:: What needs to be done ::
From the data below, copy out every line in which the word "TopicActionT" occurs.

:: Information supplied ::
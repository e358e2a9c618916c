//! Per-stream Session Engine
//!
//! One [`Session`] owns one bidirectional stream. Two tasks cooperate on it:
//!
//! - the **reader loop** (the session driver) reads request envelopes,
//!   walks the registration/subscription state machine, and writes the
//!   matching responses in request order;
//! - the **writer loop**, spawned once after the first successful
//!   registration, polls the durable layer for fresh news in the user's
//!   topic and pushes `news` envelopes until the reader signals the end of
//!   the connection.
//!
//! Both sides write through one mpsc sender; tonic serializes the envelopes
//! on the wire, so responses and pushed news may interleave but never tear.
//!
//! ## Shared session state
//!
//! `current_user_id` transitions empty -> set exactly once, and the writer
//! is only spawned after that transition with its own copy, so the tasks
//! share nothing mutable beyond the `end_of_connection` flag.
//!
//! ## Error discipline
//!
//! Business-rule violations (unregistered action, bad topic/action pairing)
//! travel in the response's `error` field and leave the session open. A
//! protocol violation (response-typed or unknown tag, payload/tag mismatch)
//! or a failed stream write is terminal. Store failures in the reader path
//! map to `internal` responses; in the writer loop they are logged and
//! swallowed so a flaky store cannot tear down a healthy connection.

use std::sync::atomic::{AtomicBool, Ordering};
use std::sync::Arc;
use std::time::Duration;

use newsfeed_proto::proto::{
    req_envelope::MsgType, GlobalErrorT, News, PostNewsRequest, PostNewsResponse, RegisterRequest,
    RegisterResponse, ReqEnvelope, TopicActionT, TopicRequest, TopicResponse,
};
use newsfeed_store::FeedStore;
use tokio::sync::mpsc;
use tokio::task::JoinHandle;
use tonic::{Status, Streaming};
use tracing::{debug, error};

pub struct Session {
    store: Arc<FeedStore>,
    polling_interval: Duration,
    tx: mpsc::Sender<Result<ReqEnvelope, Status>>,
    current_user_id: String,
    current_topic: String,
    end_of_connection: Arc<AtomicBool>,
    writer: Option<JoinHandle<Result<(), Status>>>,
}

impl Session {
    pub fn new(
        store: Arc<FeedStore>,
        polling_interval: Duration,
        tx: mpsc::Sender<Result<ReqEnvelope, Status>>,
    ) -> Self {
        Self {
            store,
            polling_interval,
            tx,
            current_user_id: String::new(),
            current_topic: String::new(),
            end_of_connection: Arc::new(AtomicBool::new(false)),
            writer: None,
        }
    }

    /// Drive the session until the client closes its half of the stream or a
    /// terminal error occurs, then wind the writer loop down and surface the
    /// final status.
    pub async fn run(mut self, mut inbound: Streaming<ReqEnvelope>) {
        let reader_status = self.read_loop(&mut inbound).await;

        // No more requests, or the stream broke: ask the writer to finish.
        self.end_of_connection.store(true, Ordering::Release);

        let writer_status = match self.writer.take() {
            Some(handle) => handle.await.unwrap_or_else(|join_err| {
                Err(Status::internal(format!("news writer task failed: {join_err}")))
            }),
            None => Ok(()),
        };

        if let Err(status) = reader_status.and(writer_status) {
            let _ = self.tx.send(Err(status)).await;
        }
    }

    async fn read_loop(&mut self, inbound: &mut Streaming<ReqEnvelope>) -> Result<(), Status> {
        loop {
            let request = match inbound.message().await {
                Ok(Some(request)) => request,
                Ok(None) => return Ok(()),
                Err(status) => {
                    error!(code = ?status.code(), "failed to read request from stream");
                    return Err(status);
                }
            };

            self.dispatch(request).await?;
        }
    }

    async fn dispatch(&mut self, request: ReqEnvelope) -> Result<(), Status> {
        let tag = MsgType::try_from(request.r#type).map_err(|_| {
            error!(tag = request.r#type, "received a request whose type is unknown");
            Status::unimplemented("unknown message type")
        })?;

        match tag {
            MsgType::RegisterRequestT => {
                let message = request.reg_req.ok_or_else(|| uncompliant_payload(tag))?;
                self.handle_register(message).await
            }
            MsgType::TopicRequestT => {
                let message = request.topic_req.ok_or_else(|| uncompliant_payload(tag))?;
                self.handle_topic(message).await
            }
            MsgType::PostNewsRequestT => {
                let message = request.post_req.ok_or_else(|| uncompliant_payload(tag))?;
                self.handle_post_news(message).await
            }
            MsgType::RegisterResponseT | MsgType::TopicResponseT | MsgType::PostNewsResponseT => {
                error!(?tag, "received a request whose type is unexpected");
                Err(Status::failed_precondition("unexpected message type"))
            }
            MsgType::NewsT => {
                error!(?tag, "received a request whose type is not handled");
                Err(Status::unimplemented("unknown message type"))
            }
        }
    }

    async fn handle_register(&mut self, message: RegisterRequest) -> Result<(), Status> {
        debug!(user_id = %message.user_id, "received register request");

        let mut error = GlobalErrorT::Ok;
        let mut topic = String::new();

        if !self.current_user_id.is_empty() {
            error!("could not register user: only one registration per session is allowed");
            error = GlobalErrorT::Internal;
        } else {
            match self.store.get_or_create_user(&message.user_id).await {
                Ok(current_topic) => {
                    topic = current_topic;
                    self.current_user_id = message.user_id;
                    self.current_topic = topic.clone();
                }
                Err(err) => {
                    error!(error = %err, "failed to register user");
                    error = GlobalErrorT::Internal;
                }
            }
        }

        let envelope = ReqEnvelope {
            r#type: MsgType::RegisterResponseT as i32,
            reg_resp: Some(RegisterResponse {
                error: error as i32,
                topic: topic.clone(),
            }),
            ..Default::default()
        };
        self.send(envelope, "respond registration request").await?;

        // The news pusher starts once, right after the registration that
        // gave the session its user.
        if error == GlobalErrorT::Ok && self.writer.is_none() {
            self.spawn_writer();
        }

        Ok(())
    }

    async fn handle_topic(&mut self, message: TopicRequest) -> Result<(), Status> {
        let action = message.action();
        debug!(?action, topic = %message.topic, "received topic request");

        let mut error = GlobalErrorT::Ok;

        if self.current_user_id.is_empty() {
            error!("failed to change topic: user is not registered");
            error = GlobalErrorT::NotRegistered;
        } else if action == TopicActionT::Subscribe && message.topic.is_empty() {
            error!("failed to change topic: no topic has been specified");
            error = GlobalErrorT::Internal;
        } else if action == TopicActionT::Unsubscribe && !message.topic.is_empty() {
            error!("failed to change topic: must not specify a topic when unsubscribing");
            error = GlobalErrorT::Internal;
        }

        if error == GlobalErrorT::Ok {
            let new_topic = if action == TopicActionT::Subscribe {
                message.topic.clone()
            } else {
                String::new()
            };

            match self.store.set_user_topic(&self.current_user_id, &new_topic).await {
                Ok(()) => self.current_topic = new_topic,
                Err(err) => {
                    error!(error = %err, "failed to change topic");
                    error = GlobalErrorT::Internal;
                }
            }
        }

        let envelope = ReqEnvelope {
            r#type: MsgType::TopicResponseT as i32,
            topic_resp: Some(TopicResponse {
                error: error as i32,
                action: action as i32,
            }),
            ..Default::default()
        };
        self.send(envelope, "respond topic change request").await
    }

    async fn handle_post_news(&mut self, message: PostNewsRequest) -> Result<(), Status> {
        debug!(news = %message.news, "received post news request");

        let mut error = GlobalErrorT::Ok;

        if self.current_user_id.is_empty() {
            error!("failed to post news: user is not registered");
            error = GlobalErrorT::NotRegistered;
        } else if self.current_topic.is_empty() {
            error!("failed to post news: user is not subscribing to any topic");
            error = GlobalErrorT::Internal;
        }

        if error == GlobalErrorT::Ok {
            if let Err(err) = self
                .store
                .post_news(&self.current_topic, &self.current_user_id, &message.news)
                .await
            {
                error!(error = %err, "failed to post news");
                error = GlobalErrorT::Internal;
            }
        }

        let envelope = ReqEnvelope {
            r#type: MsgType::PostNewsResponseT as i32,
            post_resp: Some(PostNewsResponse { error: error as i32 }),
            ..Default::default()
        };
        self.send(envelope, "respond post news request").await
    }

    async fn send(&self, envelope: ReqEnvelope, context: &str) -> Result<(), Status> {
        if self.tx.send(Ok(envelope)).await.is_err() {
            error!(context, "failed to write message on stream");
            return Err(Status::unknown("failed to write message on stream"));
        }
        Ok(())
    }

    fn spawn_writer(&mut self) {
        self.writer = Some(tokio::spawn(send_available_news(
            self.store.clone(),
            self.current_user_id.clone(),
            self.end_of_connection.clone(),
            self.tx.clone(),
            self.polling_interval,
        )));
    }
}

fn uncompliant_payload(tag: MsgType) -> Status {
    error!(?tag, "request payload is uncompliant with its message type");
    Status::invalid_argument("request payload is uncompliant with message type")
}

/// Writer loop: push any available news in the user's subscribed topic back
/// to the client, then sleep, until the reader signals end of connection.
async fn send_available_news(
    store: Arc<FeedStore>,
    user_id: String,
    end_of_connection: Arc<AtomicBool>,
    tx: mpsc::Sender<Result<ReqEnvelope, Status>>,
    polling_interval: Duration,
) -> Result<(), Status> {
    while !end_of_connection.load(Ordering::Acquire) {
        match store.fetch_news_since(&user_id).await {
            Ok(news) => {
                for entry in news {
                    let envelope = ReqEnvelope {
                        r#type: MsgType::NewsT as i32,
                        news_data: Some(News { data: entry }),
                        ..Default::default()
                    };
                    if tx.send(Ok(envelope)).await.is_err() {
                        error!("failed to write message on stream while sending news");
                        return Err(Status::unknown("failed to write message on stream"));
                    }
                }
            }
            // Store trouble is transient; keep the session and keep polling.
            Err(err) => error!(error = %err, user_id = %user_id, "failed to fetch news"),
        }

        tokio::time::sleep(polling_interval).await;
    }

    Ok(())
}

:: Problem solution ::
    RegisterResponse, ReqEnvelope, TopicActionT, TopicRequest, TopicResponse,
        } else if action == TopicActionT::Subscribe && message.topic.is_empty() {
        } else if action == TopicActionT::Unsubscribe && !message.topic.is_empty() {
            let new_topic = if action == TopicActionT::Subscribe {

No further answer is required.